In the entries below, every line that contains "model" must be located and copied.

### Data
▬▬▬

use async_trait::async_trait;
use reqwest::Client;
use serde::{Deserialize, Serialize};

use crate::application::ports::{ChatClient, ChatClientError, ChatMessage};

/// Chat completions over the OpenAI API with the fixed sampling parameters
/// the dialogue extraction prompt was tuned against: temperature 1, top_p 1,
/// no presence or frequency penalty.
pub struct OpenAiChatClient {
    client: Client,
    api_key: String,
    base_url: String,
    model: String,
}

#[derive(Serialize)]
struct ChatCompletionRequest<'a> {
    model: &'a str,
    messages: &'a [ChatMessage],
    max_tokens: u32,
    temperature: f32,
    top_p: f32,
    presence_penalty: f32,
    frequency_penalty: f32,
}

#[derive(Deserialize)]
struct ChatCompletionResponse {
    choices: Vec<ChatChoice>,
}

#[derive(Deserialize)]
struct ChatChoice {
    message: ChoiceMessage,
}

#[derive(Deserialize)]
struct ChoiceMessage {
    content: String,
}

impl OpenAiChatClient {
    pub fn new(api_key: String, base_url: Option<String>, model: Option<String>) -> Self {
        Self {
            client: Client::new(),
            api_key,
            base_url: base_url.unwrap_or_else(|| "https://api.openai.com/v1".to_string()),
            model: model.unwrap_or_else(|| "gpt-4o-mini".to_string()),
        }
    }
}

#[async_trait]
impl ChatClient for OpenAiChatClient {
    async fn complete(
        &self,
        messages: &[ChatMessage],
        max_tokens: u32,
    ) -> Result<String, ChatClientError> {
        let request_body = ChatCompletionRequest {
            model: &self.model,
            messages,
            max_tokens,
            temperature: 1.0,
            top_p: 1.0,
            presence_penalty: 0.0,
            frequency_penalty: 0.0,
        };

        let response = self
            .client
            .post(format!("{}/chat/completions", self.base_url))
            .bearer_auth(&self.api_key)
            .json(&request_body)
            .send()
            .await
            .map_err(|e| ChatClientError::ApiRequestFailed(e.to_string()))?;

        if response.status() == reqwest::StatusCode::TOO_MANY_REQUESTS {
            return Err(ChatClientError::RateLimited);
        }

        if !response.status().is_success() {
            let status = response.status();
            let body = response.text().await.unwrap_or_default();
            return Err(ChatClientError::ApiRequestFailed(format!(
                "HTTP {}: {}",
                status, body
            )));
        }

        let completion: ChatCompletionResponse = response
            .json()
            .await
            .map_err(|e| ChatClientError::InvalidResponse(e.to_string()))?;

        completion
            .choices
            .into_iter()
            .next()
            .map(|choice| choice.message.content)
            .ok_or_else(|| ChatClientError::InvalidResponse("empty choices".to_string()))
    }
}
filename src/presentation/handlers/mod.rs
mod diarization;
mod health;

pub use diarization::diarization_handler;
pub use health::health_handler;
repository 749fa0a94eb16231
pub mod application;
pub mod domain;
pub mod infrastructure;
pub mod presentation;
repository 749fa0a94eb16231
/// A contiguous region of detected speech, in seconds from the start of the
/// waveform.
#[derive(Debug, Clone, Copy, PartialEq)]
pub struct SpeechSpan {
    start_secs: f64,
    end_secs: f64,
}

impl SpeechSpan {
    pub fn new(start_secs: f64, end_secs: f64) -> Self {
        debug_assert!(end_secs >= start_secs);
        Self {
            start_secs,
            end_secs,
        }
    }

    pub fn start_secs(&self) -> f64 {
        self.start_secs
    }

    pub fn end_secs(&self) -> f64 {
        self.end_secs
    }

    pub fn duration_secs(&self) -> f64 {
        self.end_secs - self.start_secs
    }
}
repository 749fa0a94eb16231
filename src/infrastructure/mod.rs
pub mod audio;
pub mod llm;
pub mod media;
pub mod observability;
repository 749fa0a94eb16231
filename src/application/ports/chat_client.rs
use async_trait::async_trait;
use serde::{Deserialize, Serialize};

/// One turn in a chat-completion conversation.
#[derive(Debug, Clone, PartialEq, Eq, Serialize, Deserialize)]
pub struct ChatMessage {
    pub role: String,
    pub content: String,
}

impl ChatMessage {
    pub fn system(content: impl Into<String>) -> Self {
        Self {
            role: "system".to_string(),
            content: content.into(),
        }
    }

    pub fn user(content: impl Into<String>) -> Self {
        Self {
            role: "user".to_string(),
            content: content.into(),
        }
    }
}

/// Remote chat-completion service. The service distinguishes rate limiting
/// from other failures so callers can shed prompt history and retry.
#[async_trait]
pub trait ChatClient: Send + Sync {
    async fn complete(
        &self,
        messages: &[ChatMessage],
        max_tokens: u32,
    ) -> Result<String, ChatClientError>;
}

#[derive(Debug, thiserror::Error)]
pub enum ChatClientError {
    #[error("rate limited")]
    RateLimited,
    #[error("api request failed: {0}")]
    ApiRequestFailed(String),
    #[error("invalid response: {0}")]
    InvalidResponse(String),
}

▬▬▬

### Answer section
    model: String,
    model: &'a str,
    pub fn new(api_key: String, base_url: Option<String>, model: Option<String>) -> Self {
            model: model.unwrap_or_else(|| "gpt-4o-mini".to_string()),
            model: &self.model,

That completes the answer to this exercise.